We stepped through the door into bubbling laughter and the clanking of dishes, yelps and skittering feet. Guitar notes swirled from unseen strums. Outside, the sun spattered the sidewalk in yellow light, yet it seemed brighter inside.
I had come with a professor for lunch after a late morning tutoring session. Ségolène lived in the arrondissement (neighborhood) and came here often with her daughters.
It wasn’t an ordinary café. It was made for kids and run — in part — by kids. The “premier café culturel des enfants” (first cultural café for children), as its website advertises, Cafézoïde serves up food for the body and the soul. Beyond the traditional services of a café, it provides books, musical instruments, computers, games and costumes. It also hosts a variety of artistic workshops, from music to theater to dance, geared towards kids 0 to 16 and their families.
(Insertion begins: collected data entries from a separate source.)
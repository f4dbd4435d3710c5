//! Cache Backend Module
//!
//! The async seam the coordinator talks to, and the in-process
//! implementation backed by [`CacheStore`].

use std::sync::Arc;
use std::time::Duration;

use async_trait::async_trait;
use tokio::sync::RwLock;

use crate::cache::{CacheError, CacheStats, CacheStore};

type Result<T> = std::result::Result<T, CacheError>;

/// Key/value and list store with per-key TTL.
///
/// Each call is atomic for its own key. Sequences of calls are not, and
/// callers must not assume otherwise.
#[async_trait]
pub trait CacheBackend: Send + Sync {
    /// Returns the live value under `key`. Absence is `Ok(None)`.
    async fn get(&self, key: &str) -> Result<Option<String>>;

    /// Stores `value` under `key`, replacing any prior value and TTL.
    async fn set(&self, key: &str, value: String, ttl: Duration) -> Result<()>;

    /// Removes `key`. A miss is not an error.
    async fn delete(&self, key: &str) -> Result<()>;

    /// Appends `value` to the list under `key` and returns the list length.
    async fn append_list(&self, key: &str, value: String) -> Result<usize>;

    /// Replaces the whole list under `key` and its TTL as one command.
    /// An empty `values` leaves the key absent. Returns the list length.
    async fn replace_list(&self, key: &str, values: Vec<String>, ttl: Duration) -> Result<usize>;

    /// Returns the whole list under `key`; empty when absent.
    async fn list_range(&self, key: &str) -> Result<Vec<String>>;

    /// Sets the TTL of the whole key. Returns false when the key is absent.
    async fn expire(&self, key: &str, ttl: Duration) -> Result<bool>;

    /// Snapshot of hit/miss counters and the current key count.
    async fn stats(&self) -> Result<CacheStats>;
}

// == Memory Cache ==
/// In-process [`CacheBackend`] sharing one [`CacheStore`] behind a lock.
#[derive(Clone)]
pub struct MemoryCache {
    store: Arc<RwLock<CacheStore>>,
}

impl MemoryCache {
    pub fn new(max_entries: usize) -> Self {
        Self {
            store: Arc::new(RwLock::new(CacheStore::new(max_entries))),
        }
    }

    /// Handle to the underlying store, for the cleanup task.
    pub fn shared(&self) -> Arc<RwLock<CacheStore>> {
        Arc::clone(&self.store)
    }
}

#[async_trait]
impl CacheBackend for MemoryCache {
    async fn get(&self, key: &str) -> Result<Option<String>> {
        // write lock: reads update LRU order and stats
        self.store.write().await.get(key)
    }

    async fn set(&self, key: &str, value: String, ttl: Duration) -> Result<()> {
        self.store.write().await.set(key, value, ttl)
    }

    async fn delete(&self, key: &str) -> Result<()> {
        self.store.write().await.delete(key);
        Ok(())
    }

    async fn append_list(&self, key: &str, value: String) -> Result<usize> {
        self.store.write().await.append_list(key, value)
    }

    async fn replace_list(&self, key: &str, values: Vec<String>, ttl: Duration) -> Result<usize> {
        // one lock acquisition, so readers never observe a partial list
        self.store.write().await.replace_list(key, values, ttl)
    }

    async fn list_range(&self, key: &str) -> Result<Vec<String>> {
        self.store.write().await.list_range(key)
    }

    async fn expire(&self, key: &str, ttl: Duration) -> Result<bool> {
        Ok(self.store.write().await.expire(key, ttl))
    }

    async fn stats(&self) -> Result<CacheStats> {
        Ok(self.store.read().await.stats())
    }
}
Ségolène had just begun explaining how kids could “work” here to “earn” a snack or a drink by helping to plate and serve food — when her eyes caught on the staircase. A man and two little girls were emerging from upstairs. The bouncing girls threw themselves into her arms; she laughed and introduced me to her daughters and husband. A few words and a sheet of tickets were exchanged.
“For food!” She smiled. She tore off stubs and handed them to a hearty woman behind the counter, who asked if we had any dietary restrictions. I mentioned that I was vegetarian, bracing myself for the usual confusion or exasperation or classique French utterances of frustration — but her response surprised me. The day’s meal was entirely vegetarian.
Her curly-haired 5-year-old climbing on her legs, Ségolène explained that vegetarian dishes were not infrequent at the café, though not exclusive, either. According to the website, the cuisine is “slow food,” a distinction that seemingly has less to do with the food and more to do with the way it’s eaten. Diners are meant to savor both food and company.
Within minutes, heaping trays of food appeared on the counter. We carried them upstairs, past a child-safe gate at the top of the staircase, past a game of cards sprawled across the carpeting, to a sunny table by the windows, in view of a communal garden on the balcony outside.
After coercing a board game tournament to shift to one end of a table, we plopped down. The dish boasted a colorful salad of cucumbers and tomatoes, with lentils and brown rice tumbling onto the tray. I couldn’t stop eating. In contrast to my typical lunch of diabolically-caloric-cheesy crêpes from streetside vendors or slightly-burnt-yet-simultaneously-undercooked pizza from the school cafeteria, the meal was a welcome change — not only for its nutritional content, but also for its context. I appreciated that its purchase supported a local community of children and adults and families, of artists and musicians and probing minds all coming together to live and learn about the world and each other in one shared space. It was food I felt good about eating, not because of where it came from or how it got there, but because of where and how it was prepared and enjoyed.
Dining is normally an individualized experience: Customers arrive on their own or with people with whom they already have some connection and eat amongst themselves. Interaction with wait staff and other customers isn’t expected. Waiters act invisibly, filling glasses and transporting food without the customer’s acknowledgement. Customers exist on islands of their own eating experiences, oblivious to foreign conversations sailing past them. Booths construct barriers between tables.
At Cafézoïde, dining is an entirely communal experience. Food is prepared by community members and eaten amongst community members. While we were eating, Ségolène’s neighbors and friends and acquaintances came over to our table to greet her and then me. They asked where I was from and how I liked Paris, how I knew Ségolène and how I heard of Cafézoïde. Though an outsider to the country, I was treated as a member of the community.
Customers don’t go to Cafézoïde to eat; they go to connect. They go to reflect upon their lives and to continue living together, feeding their bodies culturally and artistically and literally. In providing a place of enrichment as well as one of nourishment, Cafézoïde imbues its guests with the understanding that art and music and theater are just as essential for personal growth as food itself, that people need to feed their bodies in all aspects. Though they may come with their parents, children are drawn into a communal rearing process, learning the personal skills of responsibility and more practical skills of serving food and clearing dishes. Cafézoïde raises the community so that the community can raise it.
Music began wafting into the room on familiar guitar strums. “Dans la jungle, terrible jungle, le lion dort ce soir…” (“In the jungle, terrible jungle, the lion sleeps tonight…”).
“A music workshop must be starting!” Ségolène enthused. She sent her curly-haired 5-year-old to go sing as we finished up our meals. The sound of children singing intermingled with the smell of food cooking downstairs. Sun streamed through the window onto my back.
In the jungle of a foreign country, a lion was singing.